I read a lot in all the reviews and related forums etc and would like to get the advice of you guys who are experts in this field. My available options (I created this option of course!!!) are
Nikon D90 which comes with the 18-105 lens or
Canon EOS500D (After the release) without lens and to add a Tamron 18-270 lens with vibration compensation. My price range is limited to around 1700 USD. please give me a good advice to get maximum out of this with a good level of zoom also.


----------



## ChrisStats (Apr 28, 2009)

its hard to say because the Canon Eos500d isn't out yet, i haven't seen it in action.  Nikon has never let me down, i would gladly take the nikon d90, the Eos500d just doesnt excite me the way the nikon d90 does.


----------



## KmH (Apr 28, 2009)

sabusali said:


> i am a very new member and also not a professional in this field but took a lot of photos with my F65 and later Finepix9600. now i want to shift to an entry level DSLR (Just because of the high price of the next level).
> I read a lot in all the reviews and related forums etc and would like to get the advice of you guys who are experts in this field. My available options (I created this option of course!!!) are
> Nikon D90 which comes with the 18-105 lens or
> Canon EOS500D (After the release) without lens and to add a Tamron 18-270 lens with vibration compensation. My price range is limited to around 1700 USD. please give me a good advice to get maximum out of this with a good level of zoom also.
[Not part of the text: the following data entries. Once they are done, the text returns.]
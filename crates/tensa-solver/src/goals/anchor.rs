//! Anchors and supports: pull one particle toward a fixed target.

use tensa_math::Vec3;
use tensa_types::{ParticleId, TensaResult};

use super::{check_points, check_strength};
use crate::goal::{AxisLocks, Contribution, Goal, GoalOutput, GoalTopology};

/// Pulls a particle toward a target on all three axes.
#[derive(Debug, Clone)]
pub struct Anchor {
    topology: GoalTopology,
    target: Vec3,
    strength: f64,
}

impl Anchor {
    /// Anchors the particle at `point` to its current position.
    pub fn new(point: Vec3, strength: f64) -> TensaResult<Self> {
        Self::with_target(point, point, strength)
    }

    /// Registers a particle at `point` and pulls it toward `target`.
    pub fn with_target(point: Vec3, target: Vec3, strength: f64) -> TensaResult<Self> {
        check_points("anchor", &[point, target])?;
        check_strength("anchor", "strength", strength)?;
        Ok(Self {
            topology: GoalTopology::at(&[point]),
            target,
            strength,
        })
    }

    /// Anchors an existing particle.
    pub fn at_particle(id: ParticleId, target: Vec3, strength: f64) -> TensaResult<Self> {
        check_points("anchor", &[target])?;
        check_strength("anchor", "strength", strength)?;
        Ok(Self {
            topology: GoalTopology::indexed(&[id]),
            target,
            strength,
        })
    }

    /// Anchor target.
    pub fn target(&self) -> Vec3 {
        self.target
    }
}

impl Goal for Anchor {
    fn name(&self) -> &str {
        "anchor"
    }

    fn topology(&self) -> &GoalTopology {
        &self.topology
    }

    fn topology_mut(&mut self) -> &mut GoalTopology {
        &mut self.topology
    }

    fn evaluate(&self, points: &[Vec3]) -> Contribution {
        Contribution::uniform(vec![self.target - points[0]], self.strength)
    }

    fn output(&self, points: &[Vec3]) -> Option<GoalOutput> {
        Some(GoalOutput::Point {
            position: points[0],
        })
    }
}

/// An anchor that only acts on locked axes.
///
/// The contribution is masked to the locked axes, so free axes get no
/// correction and no weight and the particle slides freely along them.
#[derive(Debug, Clone)]
pub struct Support {
    topology: GoalTopology,
    target: Vec3,
    locks: AxisLocks,
    strength: f64,
}

impl Support {
    /// Supports the particle at `point` in its current position.
    pub fn new(point: Vec3, locks: AxisLocks, strength: f64) -> TensaResult<Self> {
        check_points("support", &[point])?;
        check_strength("support", "strength", strength)?;
        Ok(Self {
            topology: GoalTopology::at(&[point]),
            target: point,
            locks,
            strength,
        })
    }

    /// Locked axes.
    pub fn locks(&self) -> AxisLocks {
        self.locks
    }

    /// Reaction force at the current position, on locked axes only.
    /// A hard (infinite-strength) support reports zero.
    pub fn reaction(&self, current: Vec3) -> Vec3 {
        if self.strength.is_infinite() {
            return Vec3::ZERO;
        }
        self.locks.mask(self.target - current) * self.strength
    }
}

impl Goal for Support {
    fn name(&self) -> &str {
        "support"
    }

    fn topology(&self) -> &GoalTopology {
        &self.topology
    }

    fn topology_mut(&mut self) -> &mut GoalTopology {
        &mut self.topology
    }

    fn evaluate(&self, points: &[Vec3]) -> Contribution {
        if self.locks.is_free() {
            return Contribution::none(1);
        }
        Contribution::uniform(vec![self.target - points[0]], self.strength)
            .with_axes(vec![self.locks])
    }

    fn output(&self, points: &[Vec3]) -> Option<GoalOutput> {
        Some(GoalOutput::Reaction {
            position: points[0],
            force: self.reaction(points[0]),
        })
    }
}
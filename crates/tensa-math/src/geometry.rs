//! Small vector helpers shared by the goal implementations.

use glam::DVec3 as Vec3;
use tensa_types::constants::EPSILON;

/// Unit vector in the direction of `v`, or zero if `v` is degenerate.
#[inline]
pub fn unit_or_zero(v: Vec3) -> Vec3 {
    let len = v.length();
    if len < EPSILON {
        Vec3::ZERO
    } else {
        v / len
    }
}

/// Angle between two vectors in radians, in `[0, π]`.
///
/// Returns 0.0 when either vector is degenerate.
pub fn vector_angle(a: Vec3, b: Vec3) -> f64 {
    let la = a.length();
    let lb = b.length();
    if la < EPSILON || lb < EPSILON {
        return 0.0;
    }
    // atan2 keeps precision near 0 and π where acos(dot) flattens out.
    let cross = a.cross(b).length();
    let dot = a.dot(b);
    cross.atan2(dot)
}

/// Rotate point `p` around an axis through `center` by `angle` radians.
///
/// `axis` must be unit length. Uses Rodrigues' rotation formula.
pub fn rotate_around_axis(p: Vec3, center: Vec3, axis: Vec3, angle: f64) -> Vec3 {
    let v = p - center;
    let (sin_a, cos_a) = angle.sin_cos();
    let dot = axis.dot(v);

    let rotated = v * cos_a + axis.cross(v) * sin_a + axis * dot * (1.0 - cos_a);
    center + rotated
}

/// Total length of an open polyline.
pub fn polyline_length(points: &[Vec3]) -> f64 {
    points.windows(2).map(|w| w[0].distance(w[1])).sum()
}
Welcome to the forums. Photography is great fun.

Unfortunately, your query can't be answered because you don't give any indication of the type of photography you wish to persue.

In effect your question boils down to should I get this orange, or this orange over here.
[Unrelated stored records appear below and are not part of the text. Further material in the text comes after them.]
//! Strongly-typed identifiers for solver entities.
//!
//! The newtype keeps particle indices from being confused with goal
//! positions or point offsets inside a goal.

use serde::{Deserialize, Serialize};

/// Index into the particle store.
#[derive(Debug, Clone, Copy, PartialEq, Eq, Hash, PartialOrd, Ord, Serialize, Deserialize)]
pub struct ParticleId(pub u32);

impl ParticleId {
    /// Returns the raw index as `usize` for array indexing.
    #[inline]
    pub fn index(self) -> usize {
        self.0 as usize
    }
}

impl From<u32> for ParticleId {
    fn from(val: u32) -> Self {
        Self(val)
    }
}

impl From<usize> for ParticleId {
    fn from(val: usize) -> Self {
        Self(val as u32)
    }
}
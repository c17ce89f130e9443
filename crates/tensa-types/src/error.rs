//! Error types for the Tensa engine.
//!
//! All crates return `TensaResult<T>` from fallible operations.

use thiserror::Error;

/// Unified error type for the Tensa engine.
#[derive(Debug, Error)]
pub enum TensaError {
    /// A goal was constructed with invalid parameters.
    #[error("Invalid goal: {0}")]
    InvalidGoal(String),

    /// Configuration value is invalid.
    #[error("Invalid configuration: {0}")]
    InvalidConfig(String),

    /// A goal reached the solver before its particles were assigned.
    #[error("Goal {goal} ({name}) has no particle indices; call assign_index before stepping")]
    UnassignedGoal {
        goal: usize,
        name: String,
    },

    /// A particle index does not exist in the particle store.
    #[error("Particle index {index} out of bounds (count: {count})")]
    ParticleOutOfBounds {
        index: usize,
        count: usize,
    },

    /// A goal returned move/weight arrays that do not match its indices.
    #[error("Goal {goal} returned {moves} moves and {weights} weights for {expected} particles")]
    ContributionMismatch {
        goal: usize,
        expected: usize,
        moves: usize,
        weights: usize,
    },

    /// A goal produced a NaN/infinite move or a NaN/negative weight.
    #[error("Goal {goal} produced a non-finite contribution at point {point}")]
    NonFiniteContribution {
        goal: usize,
        point: usize,
    },

    /// The averaged step would write a NaN/infinite position or measure.
    #[error("Step update for particle {particle} is not finite; positions left unchanged")]
    NonFiniteUpdate {
        particle: usize,
    },

    /// A live session was ticked before it was ever reset.
    #[error("Live session has not been initialized; call reset first")]
    SessionNotInitialized,

    /// I/O operation failed.
    #[error("I/O error: {0}")]
    Io(#[from] std::io::Error),

    /// Serialization/deserialization failure.
    #[error("Serialization error: {0}")]
    Serialization(String),
}

/// Convenience alias for `Result<T, TensaError>`.
pub type TensaResult<T> = Result<T, TensaError>;
//! # tensa-math
//!
//! Geometry primitives for the Tensa relaxation engine.
//!
//! Provides:
//! - Re-export of `glam`'s `DVec3` as `Vec3`
//! - [`Plane`] with projection and signed distance
//! - Vector helpers (angles, axis rotation, safe normalization)
//! - The [`Surface`] closest-point capability used by on-surface goals

pub mod geometry;
pub mod plane;
pub mod surface;

// Re-export glam's double-precision vector as the canonical Tensa vector.
pub use glam::DVec3 as Vec3;

pub use plane::Plane;
pub use surface::{Cylinder, Sphere, Surface};
//! Integration tests for tensa-types.

use tensa_types::constants::{DEFAULT_MERGE_TOLERANCE, DEFAULT_THRESHOLD};
use tensa_types::{ParticleId, TensaError};

// ─── ID Tests ──────────────────────────────────────────────────

#[test]
fn particle_id_index() {
    let id = ParticleId(42);
    assert_eq!(id.index(), 42);
}

#[test]
fn particle_id_from_usize() {
    let id = ParticleId::from(7_usize);
    assert_eq!(id, ParticleId(7));
}

#[test]
fn ids_are_serializable() {
    let id = ParticleId(100);
    let json = serde_json::to_string(&id).unwrap();
    let deserialized: ParticleId = serde_json::from_str(&json).unwrap();
    assert_eq!(id, deserialized);
}

#[test]
fn ids_are_ordered() {
    assert!(ParticleId(1) < ParticleId(2));
}

// ─── Error Tests ──────────────────────────────────────────────

#[test]
fn error_display() {
    let err = TensaError::InvalidGoal("spring stiffness must be non-negative".into());
    assert!(err.to_string().contains("stiffness"));
}

#[test]
fn unassigned_goal_display() {
    let err = TensaError::UnassignedGoal {
        goal: 3,
        name: "spring".into(),
    };
    let msg = err.to_string();
    assert!(msg.contains('3'));
    assert!(msg.contains("spring"));
    assert!(msg.contains("assign_index"));
}

#[test]
fn out_of_bounds_display() {
    let err = TensaError::ParticleOutOfBounds { index: 12, count: 4 };
    let msg = err.to_string();
    assert!(msg.contains("12"));
    assert!(msg.contains("count: 4"));
}

#[test]
fn io_error_converts() {
    let io = std::io::Error::new(std::io::ErrorKind::NotFound, "scene.toml");
    let err: TensaError = io.into();
    assert!(matches!(err, TensaError::Io(_)));
}

// ─── Constant Tests ───────────────────────────────────────────

#[test]
fn defaults_are_sane() {
    assert!(DEFAULT_MERGE_TOLERANCE > 0.0);
    assert!(DEFAULT_THRESHOLD > 0.0 && DEFAULT_THRESHOLD < 1e-6);
}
Either setup will give great images.


----------



## sabusali (Apr 28, 2009)

Thanks a lot for the replies.
after reading a lot of reviews, it seems to me that Chris's advice will be the better one to take. I'll go for D90.

dear KMH,
As i mentioned in the post, I am not an expert in the field. My interests are nature and human photography (wildlife and macros dont have much scope in the area where i live- Abu Dhabi). 
I heard a lot of complaints about 18-270 Tamron compatability issues with D90. since this much of zoom is included, I also believe the same. I'll go for D90 but love to have a zoom lens upto 300 as well. What will be your advice fo a moderate priced lens for D90.


----------



## fast1 (Apr 28, 2009)

may i ask where are you getting your d90? is it at a good price?


----------



## sabusali (Apr 29, 2009)

fast1 said:


> may i ask where are you getting your d90? is it at a good price?


 
In UAE, the price is 6000 Dirhams (USD 1630) for the D90 kit.
In Saudi Arabia it is 5000 Saudi Riyal (USD 1360) for the D90 kit.
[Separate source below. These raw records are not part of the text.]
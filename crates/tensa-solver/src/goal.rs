//! Goal trait: the core abstraction for local constraints.
//!
//! A goal reads the current positions of the particles it touches and
//! proposes a weighted move for each of them. The physical system
//! averages all proposals per particle and applies the result.
//!
//! ```text
//! system.assign_index(&mut goal, tolerance)?;   // resolve particle refs
//! loop {
//!     let points = gather(goal.particle_indices());
//!     let contribution = goal.evaluate(&points);   // moves + weights
//!     accumulate(contribution);
//! }
//! ```
//!
//! The trait is open: host code adds custom goals by implementing it,
//! without touching the solver.

use std::fmt::Debug;

use serde::{Deserialize, Serialize};
use tensa_math::Vec3;
use tensa_types::{ParticleId, TensaError, TensaResult};

/// How a goal names one of its points before index assignment.
#[derive(Debug, Clone, Copy, PartialEq, Serialize, Deserialize)]
pub enum ParticleRef {
    /// Register a particle at this position, merging with any existing
    /// particle within the merge tolerance.
    At(Vec3),
    /// A particle that was added to the system explicitly.
    Index(ParticleId),
}

/// The particles a goal reads and writes.
///
/// Holds the particle references given at construction and, once the
/// physical system has assigned them, the resolved indices ("PIndex").
#[derive(Debug, Clone, Default, PartialEq)]
pub struct GoalTopology {
    refs: Vec<ParticleRef>,
    indices: Option<Vec<ParticleId>>,
}

impl GoalTopology {
    /// Creates a topology from explicit particle references.
    pub fn new(refs: Vec<ParticleRef>) -> Self {
        Self { refs, indices: None }
    }

    /// Creates a topology that registers particles at the given positions.
    pub fn at(points: &[Vec3]) -> Self {
        Self::new(points.iter().copied().map(ParticleRef::At).collect())
    }

    /// Creates a topology over already-existing particles.
    pub fn indexed(ids: &[ParticleId]) -> Self {
        Self::new(ids.iter().copied().map(ParticleRef::Index).collect())
    }

    /// The particle references, in goal point order.
    pub fn refs(&self) -> &[ParticleRef] {
        &self.refs
    }

    /// Number of goal points.
    pub fn len(&self) -> usize {
        self.refs.len()
    }

    /// Returns true if the goal has no points of its own.
    pub fn is_empty(&self) -> bool {
        self.refs.is_empty()
    }

    /// The resolved particle indices, or `None` before assignment.
    pub fn indices(&self) -> Option<&[ParticleId]> {
        self.indices.as_deref()
    }

    /// Stores resolved indices. The count must match the references.
    pub fn assign(&mut self, ids: Vec<ParticleId>) -> TensaResult<()> {
        if ids.len() != self.refs.len() {
            return Err(TensaError::InvalidGoal(format!(
                "assigned {} indices to a goal with {} points",
                ids.len(),
                self.refs.len()
            )));
        }
        self.indices = Some(ids);
        Ok(())
    }

    /// Forgets the resolved indices (used when a goal is re-registered
    /// into a fresh system).
    pub fn unassign(&mut self) {
        self.indices = None;
    }

    /// Returns true once indices have been assigned.
    pub fn is_assigned(&self) -> bool {
        self.indices.is_some()
    }
}

/// Which axes a contribution acts on.
#[derive(Debug, Clone, Copy, PartialEq, Eq, Default, Serialize, Deserialize)]
#[serde(default)]
pub struct AxisLocks {
    pub x: bool,
    pub y: bool,
    pub z: bool,
}

impl AxisLocks {
    /// All three axes.
    pub fn all() -> Self {
        Self {
            x: true,
            y: true,
            z: true,
        }
    }

    /// Only the vertical axis (a roller on the XY plane).
    pub fn vertical() -> Self {
        Self {
            z: true,
            ..Default::default()
        }
    }

    /// 1.0 on locked axes, 0.0 on free ones.
    pub fn as_mask(self) -> Vec3 {
        Vec3::new(
            f64::from(u8::from(self.x)),
            f64::from(u8::from(self.y)),
            f64::from(u8::from(self.z)),
        )
    }

    /// Zeroes the components of `v` on free axes.
    pub fn mask(self, v: Vec3) -> Vec3 {
        v * self.as_mask()
    }

    /// Returns true if no axis is locked.
    pub fn is_free(self) -> bool {
        !(self.x || self.y || self.z)
    }
}

/// Per-point moves and weights proposed by a goal for one step.
///
/// `moves` and `weights` always have one entry per goal point. `axes`,
/// when present, restricts each point's move and weight to some axes;
/// `None` means all three.
#[derive(Debug, Clone, Default, PartialEq)]
pub struct Contribution {
    /// Target displacement for each point.
    pub moves: Vec<Vec3>,
    /// Weight of each move in the per-particle average.
    /// `f64::INFINITY` marks a hard constraint.
    pub weights: Vec<f64>,
    /// Optional per-point axis restriction.
    pub axes: Option<Vec<AxisLocks>>,
}

impl Contribution {
    /// A contribution that leaves `n` points untouched.
    pub fn none(n: usize) -> Self {
        Self {
            moves: vec![Vec3::ZERO; n],
            weights: vec![0.0; n],
            axes: None,
        }
    }

    /// Moves with one shared weight.
    pub fn uniform(moves: Vec<Vec3>, weight: f64) -> Self {
        let weights = vec![weight; moves.len()];
        Self {
            moves,
            weights,
            axes: None,
        }
    }

    /// Restricts each point to the given axes.
    pub fn with_axes(mut self, axes: Vec<AxisLocks>) -> Self {
        self.axes = Some(axes);
        self
    }

    /// Axes that point `k` acts on.
    pub fn axes_of(&self, k: usize) -> AxisLocks {
        match &self.axes {
            Some(axes) => axes[k],
            None => AxisLocks::all(),
        }
    }

    /// Number of points covered.
    pub fn len(&self) -> usize {
        self.moves.len()
    }

    /// Returns true if the contribution covers no points.
    pub fn is_empty(&self) -> bool {
        self.moves.is_empty()
    }
}

/// Consumer-facing result of a goal, built from solved positions.
#[derive(Debug, Clone, PartialEq, Serialize, Deserialize)]
#[serde(tag = "kind", rename_all = "snake_case")]
pub enum GoalOutput {
    /// A single point.
    Point { position: Vec3 },
    /// A set of unconnected points.
    Points { points: Vec<Vec3> },
    /// A straight line between two points.
    Line { start: Vec3, end: Vec3 },
    /// An open or closed polyline.
    Polyline { points: Vec<Vec3> },
    /// An axial member with its internal force (positive = tension).
    Member {
        start: Vec3,
        end: Vec3,
        force: f64,
        stress: f64,
    },
    /// Bending at a joint between two segments.
    Bending { joint: Vec3, moment: f64, stress: f64 },
    /// Reaction force at a support.
    Reaction { position: Vec3, force: Vec3 },
}

/// A goal output tagged with the name of the goal that produced it.
#[derive(Debug, Clone, PartialEq, Serialize, Deserialize)]
pub struct LabeledOutput {
    /// Goal name (user label for locators).
    pub name: String,
    /// The output geometry or values.
    pub output: GoalOutput,
}

/// Trait for relaxation goals.
///
/// # Contract
///
/// - `evaluate` receives the current positions of the goal's particles,
///   in the same order as its particle references, and must return
///   exactly one move and one weight per point.
/// - `evaluate` is a pure function of those positions and the goal's own
///   parameters. It is called on a shared pre-step snapshot, possibly
///   from several threads.
/// - Degenerate geometry (zero-length edges, coincident points) must be
///   guarded locally by returning zero moves/weights, never NaN.
pub trait Goal: Debug + Send + Sync {
    /// Short name used in logs and labeled outputs.
    fn name(&self) -> &str;

    /// The particle references and resolved indices.
    fn topology(&self) -> &GoalTopology;

    /// Mutable access used by the physical system during assignment.
    fn topology_mut(&mut self) -> &mut GoalTopology;

    /// Proposes moves and weights for the current point positions.
    fn evaluate(&self, points: &[Vec3]) -> Contribution;

    /// Builds an output from solved positions. Most goals have none.
    fn output(&self, points: &[Vec3]) -> Option<GoalOutput> {
        let _ = points;
        None
    }

    /// A goal that acts on every particle in the system instead of its
    /// own point list (e.g. a global floor).
    fn covers_all_particles(&self) -> bool {
        false
    }

    /// Resolved particle indices, `None` before assignment.
    fn particle_indices(&self) -> Option<&[ParticleId]> {
        self.topology().indices()
    }
}

/// A goal or a nested group of goals, as produced by element builders
/// and scene files.
#[derive(Debug)]
pub enum GoalNode {
    /// A single goal.
    Goal(Box<dyn Goal>),
    /// A group of nodes, flattened depth-first in order.
    Group(Vec<GoalNode>),
}

impl GoalNode {
    /// Wraps a concrete goal.
    pub fn new(goal: impl Goal + 'static) -> Self {
        Self::Goal(Box::new(goal))
    }

    /// Flattens the node into a goal list, preserving order.
    pub fn flatten(self) -> Vec<Box<dyn Goal>> {
        let mut out = Vec::new();
        self.flatten_into(&mut out);
        out
    }

    fn flatten_into(self, out: &mut Vec<Box<dyn Goal>>) {
        match self {
            GoalNode::Goal(goal) => out.push(goal),
            GoalNode::Group(nodes) => {
                for node in nodes {
                    node.flatten_into(out);
                }
            }
        }
    }

    /// Number of goals after flattening.
    pub fn goal_count(&self) -> usize {
        match self {
            GoalNode::Goal(_) => 1,
            GoalNode::Group(nodes) => nodes.iter().map(GoalNode::goal_count).sum(),
        }
    }
}

impl From<Box<dyn Goal>> for GoalNode {
    fn from(goal: Box<dyn Goal>) -> Self {
        GoalNode::Goal(goal)
    }
}

impl From<Vec<GoalNode>> for GoalNode {
    fn from(nodes: Vec<GoalNode>) -> Self {
        GoalNode::Group(nodes)
    }
}

/// Flattens a sequence of goal nodes into one ordered goal list.
pub fn flatten<I>(nodes: I) -> Vec<Box<dyn Goal>>
where
    I: IntoIterator<Item = GoalNode>,
{
    GoalNode::Group(nodes.into_iter().collect()).flatten()
}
So, i'll get it from Saudi through some of my friends there if and only if i get an international warranty.


----------



## Andrew Sun (Apr 29, 2009)

I can say if you choose the D90, you won't regret it. It is capable of any sort of photography once you get to know the camera. The lens that come with it are also excellent and until you think you need more than that, it will keep you occupied for a while.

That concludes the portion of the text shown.